On ne pouvait être plus clair : l’accord laissait ouvert la question du règlement territorial, des frontières et des revendications des Parties et d’ailleurs, à plusieurs reprises, et encore, au lendemain de la guerre de Six Jours, le représentant jordanien aux Nations Unies déclarait : « il n’y a pas de frontières ».

D’ailleurs on ne comprendrait pas pourquoi la fameuse résolution 242, dont la version française diffère, par ailleurs, du texte original anglais (celui-ci envisageant le retrait israélien « de » territoires – « from territories – et non « des » territoires) aurait évoqué l’établissement de « frontières sûres et reconnues », si des frontières existaient déjà.

Et c’est cette même formule qu’a reprise Barak Obama.

Evoquant des négociations entre les deux Parties sur la base de la Ligne verte (et non en considérant celle-ci comme la frontière), les deux Parties seraient amenées à envisager des échanges de territoires « afin d’établir des frontières sûres et reconnues pour les deux Etats » (so that secure and recognized borders are established for both states).

Le point de départ de la négociation serait la Ligne verte (the line) afin d’aboutir à la délimitation de « frontières » (borders).

On ne comprend d’ailleurs pas que selon certaines informations (v. le site lepoint.fr) les Israéliens seraient mécontents du discours, car le plan américain les obligerait à renoncer aux « blocs de colonies ».

Or, précisément la question pourrait être résolue par un échange de territoires.

De même, on ne voit pas pourquoi les Israéliens s’offusquent de la prise en compte de la Ligne verte, dès lors que celle-ci ne servirait que de base de discussion.

Un point de départ ne se confond pas nécessairement avec un point d’arrivée, car sinon pourquoi négocier ?

Quand on discute, il faut bien partir d’une certaine situation : en l’occurrence pourquoi pas la ligne de cessez-le-feu de 1949, ligne, qui a d’ailleurs, servi, de point de départ, pour le tracé de la barrière de sécurité ?

La notion de « frontières sûres » conduit d’ailleurs tout naturellement à écarter l’idée que la Ligne verte devrait constituer la ligne frontière, répondant ainsi à la critique israélienne, selon laquelle celle-ci conduit à des situations « indéfendables ».

De même on ne voit pas pourquoi les Israéliens ne sont pas d’accord pour placer en tête de la négociation la question des frontières, alors que les deux autres problèmes (Jérusalem et le sort des « réfugiés ») sont étroitement liés à la délimitation du nouvel Etat.

L’établissement de la capitale de l’Etat palestinien et le sort des réfugiés découleront nécessairement de la délimitation du territoire du nouvel Etat.
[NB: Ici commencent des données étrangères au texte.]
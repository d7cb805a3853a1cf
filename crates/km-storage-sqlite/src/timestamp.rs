//! `TimestampIndexProvider` over the `TimestampIndex` table.

use async_trait::async_trait;
use chrono::{DateTime, Utc};
use km_core::TextRange;
use km_index::{DateRange, TimestampedTextRange};
use km_storage::{StorageError, TimestampIndexProvider};
use sqlx::{Row, SqlitePool};

pub struct SqliteTimestampIndex {
    pool: SqlitePool,
}

impl SqliteTimestampIndex {
    pub fn new(pool: SqlitePool) -> Self {
        Self { pool }
    }
}

#[async_trait]
impl TimestampIndexProvider for SqliteTimestampIndex {
    async fn add_timestamp(&self, message_ordinal: usize, timestamp: &str) -> Result<(), StorageError> {
        let parsed = DateTime::parse_from_rfc3339(timestamp).map_err(|_| StorageError::Backend(format!("invalid ISO-8601 timestamp `{timestamp}`")))?;
        sqlx::query("INSERT OR REPLACE INTO TimestampIndex (msg_id, timestamp) VALUES (?1, ?2)")
            .bind(message_ordinal as i64)
            .bind(parsed.with_timezone(&Utc).to_rfc3339())
            .execute(&self.pool)
            .await
            .map_err(|e| StorageError::Backend(e.to_string()))?;
        Ok(())
    }

    /// Half-open `[start, end)`, or a point query at `start` with `end`
    /// absent — filtering happens in Rust rather than SQL so the
    /// comparison uses the same `DateTime<Utc>` ordering the in-memory
    /// index uses, not SQLite's text collation.
    async fn lookup_range(&self, range: DateRange) -> Result<Vec<TimestampedTextRange>, StorageError> {
        let rows = sqlx::query("SELECT msg_id, timestamp FROM TimestampIndex")
            .fetch_all(&self.pool)
            .await
            .map_err(|e| StorageError::Backend(e.to_string()))?;
        let mut hits = Vec::new();
        for row in rows {
            let msg_id: i64 = row.try_get("msg_id").map_err(|e| StorageError::Backend(e.to_string()))?;
            let timestamp_str: String = row.try_get("timestamp").map_err(|e| StorageError::Backend(e.to_string()))?;
            let timestamp = DateTime::parse_from_rfc3339(&timestamp_str).map_err(|e| StorageError::Backend(e.to_string()))?.with_timezone(&Utc);
            let matches = match range.end {
                Some(end) => timestamp >= range.start && timestamp < end,
                None => timestamp == range.start,
            };
            if matches {
                hits.push(TimestampedTextRange { range: TextRange::for_message(msg_id as usize), timestamp });
            }
        }
        hits.sort_by(|a, b| a.timestamp.cmp(&b.timestamp).then(a.range.start.message_ordinal.cmp(&b.range.start.message_ordinal)));
        Ok(hits)
    }

    async fn size(&self) -> Result<usize, StorageError> {
        let row =
            sqlx::query("SELECT COUNT(*) AS n FROM TimestampIndex").fetch_one(&self.pool).await.map_err(|e| StorageError::Backend(e.to_string()))?;
        let n: i64 = row.try_get("n").map_err(|e| StorageError::Backend(e.to_string()))?;
        Ok(n as usize)
    }

    async fn clear(&self) -> Result<(), StorageError> {
        sqlx::query("DELETE FROM TimestampIndex").execute(&self.pool).await.map_err(|e| StorageError::Backend(e.to_string()))?;
        Ok(())
    }
}

#[cfg(test)]
mod tests {
    use super::*;
    use chrono::TimeZone;

    async fn pool() -> SqlitePool {
        let dir = tempfile::tempdir().unwrap();
        let path = dir.path().join("test.db").to_str().unwrap().to_string();
        let pool = crate::pool::open(&path).await.unwrap();
        std::mem::forget(dir);
        pool
    }

    #[tokio::test]
    async fn invalid_timestamp_is_rejected() {
        let index = SqliteTimestampIndex::new(pool().await);
        assert!(index.add_timestamp(0, "not a timestamp").await.is_err());
    }

    #[tokio::test]
    async fn half_open_range_excludes_the_end_timestamp() {
        let index = SqliteTimestampIndex::new(pool().await);
        index.add_timestamp(0, "2024-01-01T00:00:00Z").await.unwrap();
        index.add_timestamp(1, "2024-01-02T00:00:00Z").await.unwrap();
        index.add_timestamp(2, "2024-01-03T00:00:00Z").await.unwrap();
        let start = Utc.with_ymd_and_hms(2024, 1, 1, 0, 0, 0).unwrap();
        let end = Utc.with_ymd_and_hms(2024, 1, 3, 0, 0, 0).unwrap();
        let hits = index.lookup_range(DateRange::new(start, Some(end))).await.unwrap();
        assert_eq!(hits.len(), 2);
    }

    #[tokio::test]
    async fn point_query_between_timestamps_is_empty() {
        let index = SqliteTimestampIndex::new(pool().await);
        index.add_timestamp(0, "2024-01-01T00:00:00Z").await.unwrap();
        let midpoint = Utc.with_ymd_and_hms(2024, 1, 1, 12, 0, 0).unwrap();
        let hits = index.lookup_range(DateRange::new(midpoint, None)).await.unwrap();
        assert!(hits.is_empty());
    }
}
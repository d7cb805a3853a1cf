//! Terms and scored results: the vocabulary the index and search layers
//! operate on.

use serde::{Deserialize, Serialize};

/// A single search term, case-folded by convention at the point of lookup
/// (terms themselves are stored and compared as ordinary strings; folding
/// is the caller's responsibility, matching `km-index`'s postings keys).
/// `weight` carries a relevance score when the term came back from a
/// scored lookup (e.g. a fuzzy related-terms match); authored aliases
/// normally leave it `None`.
#[derive(Debug, Clone, PartialEq, Serialize, Deserialize)]
pub struct Term {
    pub text: String,
    #[serde(default, skip_serializing_if = "Option::is_none")]
    pub weight: Option<f64>,
}

impl Term {
    pub fn new(text: impl Into<String>) -> Self {
        Self { text: text.into(), weight: None }
    }

    pub fn with_weight(text: impl Into<String>, weight: f64) -> Self {
        Self { text: text.into(), weight: Some(weight) }
    }
}

impl From<&str> for Term {
    fn from(s: &str) -> Self {
        Term::new(s)
    }
}

impl From<String> for Term {
    fn from(s: String) -> Self {
        Term::new(s)
    }
}

/// A semantic ref ordinal paired with a relevance score, the unit result
/// of term/property/embedding lookups.
#[derive(Debug, Clone, Copy, PartialEq, Serialize, Deserialize)]
#[serde(rename_all = "camelCase")]
pub struct ScoredSemanticRef {
    pub semantic_ref_ordinal: usize,
    pub score: f64,
}

impl ScoredSemanticRef {
    pub fn new(semantic_ref_ordinal: usize, score: f64) -> Self {
        Self { semantic_ref_ordinal, score }
    }
}

/// A message ordinal paired with a relevance score, the unit result of
/// message-text embedding search.
#[derive(Debug, Clone, Copy, PartialEq, Serialize, Deserialize)]
#[serde(rename_all = "camelCase")]
pub struct ScoredMessage {
    pub message_ordinal: usize,
    pub score: f64,
}

impl ScoredMessage {
    pub fn new(message_ordinal: usize, score: f64) -> Self {
        Self { message_ordinal, score }
    }
}

#[cfg(test)]
mod tests {
    use super::*;

    #[test]
    fn term_from_str_and_string_agree() {
        assert_eq!(Term::from("hello"), Term::from("hello".to_string()));
    }
}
Il y a une logique certaine a débuter par la délimitation des frontières plutôt que de mener de front la discussion sur trois problèmes distincts.

On regrettera que du côté israélien on n’ait pas retenu le souci du président américain de veiller à la sécurité d’Israël et son rejet d’une reconnaissance de la Palestine lors de la prochaine Assemblée générale des Nations Unies.

. « Enfin, c’est juste notre avis ».